### Exercise instructions
All lines in the data below carrying the string "litres" are to be located and copied.

### Data section
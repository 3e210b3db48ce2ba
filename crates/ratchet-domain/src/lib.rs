//! Ratchet Domain Layer
//!
//! This crate contains the data model and the assurance lifecycle of Ratchet.
//! It holds no storage or I/O; infrastructure lives in other crates and
//! talks to this one through plain values and the traits in [`traits`].
//!
//! ## Key Concepts
//!
//! - **Claim**: an assertion of measured impact that requires verification
//! - **Evidence**: an artifact supporting a claim, protected by a content digest
//! - **Review**: a reviewer's judgment, immutable once finalized
//! - **Assurance state**: the claim lifecycle (draft → ... → third-party verified)
//! - **Tier**: trust level derived from the state (self → peer → verified)
//!
//! ## Architecture
//!
//! - Pure business logic only
//! - Calculation payloads and metadata are opaque JSON values
//! - Trait definitions for the collaborators the core does not own

#![warn(missing_docs)]
#![warn(clippy::all)]

pub mod claim;
pub mod evidence;
pub mod id;
pub mod lifecycle;
pub mod review;
pub mod traits;
pub mod verdict;

use std::time::{SystemTime, UNIX_EPOCH};

// Re-exports for convenience
pub use claim::{Claim, ClaimDraft, ClaimUpdate};
pub use evidence::{ContentDigest, Evidence, EvidenceContent, EvidenceKind};
pub use id::{ActorRef, ClaimId, EvidenceId, ProjectRef, ReviewId};
pub use lifecycle::{AssuranceState, LifecycleEvent, Tier, Transition, TransitionError};
pub use review::{Decision, Review, ReviewError, ReviewKind, Score};
pub use verdict::{round_verdict, Verdict};

/// Current timestamp in milliseconds since the Unix epoch
pub fn current_timestamp() -> u64 {
    SystemTime::now()
        .duration_since(UNIX_EPOCH)
        .map(|d| d.as_millis() as u64)
        .unwrap_or(0)
}
#[cfg(test)]
mod tests {
    use super::*;
    use ratchet_domain::{ClaimDraft, ProjectRef};
    use serde_json::json;

    fn create_test_claim() -> Claim {
        Claim::new(
            ClaimDraft {
                project: ProjectRef::new("project:riverbank").unwrap(),
                indicator: "litres treated".to_string(),
                value: 1200.0,
                unit: "L".to_string(),
                method: "flow meter".to_string(),
                calculation: json!({"readings": 30}),
                sdg_targets: ["6.3".to_string()].into_iter().collect(),
            },
            1_700_000_000_000,
        )
    }

    #[test]
    fn test_json_format() {
        let formatter = Formatter::new(OutputFormat::Json, false);
        let output = formatter.format_claims(&[create_test_claim()]).unwrap();
        assert!(output.contains("indicator"));
        assert!(output.contains("litres treated"));
    }

    #[test]
    fn test_quiet_format() {
        let formatter = Formatter::new(OutputFormat::Quiet, false);
        let claim = create_test_claim();
        let output = formatter.format_claims(&[claim.clone()]).unwrap();
        assert_eq!(output, claim.id.to_string());
    }

    #[test]
    fn test_table_format() {
        let formatter = Formatter::new(OutputFormat::Table, false);
        let output = formatter.format_claims(&[create_test_claim()]).unwrap();
        assert!(output.contains("Indicator"));
        assert!(output.contains("1200 L"));
        assert!(output.contains("self"));
    }

    #[test]
    fn test_empty_claims() {
        let formatter = Formatter::new(OutputFormat::Table, false);
        let output = formatter.format_claims(&[]).unwrap();
        assert!(output.contains("No claims found"));
    }

    #[test]
    fn test_intact_report() {
        let formatter = Formatter::new(OutputFormat::Table, false);
        let report = ChainReport {
            from_seq: 1,
            to_seq: 4,
            verified: 4,
            divergence: None,
        };
        let output = formatter.format_report(&report).unwrap();
        assert_eq!(output, "✓ Ledger intact: 4 entries verified (1..4)");
    }

    #[test]
    fn test_colorize_disabled() {
        let formatter = Formatter::new(OutputFormat::Table, false);
        assert_eq!(formatter.success("test"), "✓ test");
        assert_eq!(formatter.warning("test"), "⚠ test");
    }
}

### Solved problem
                indicator: "litres treated".to_string(),
        assert!(output.contains("litres treated"));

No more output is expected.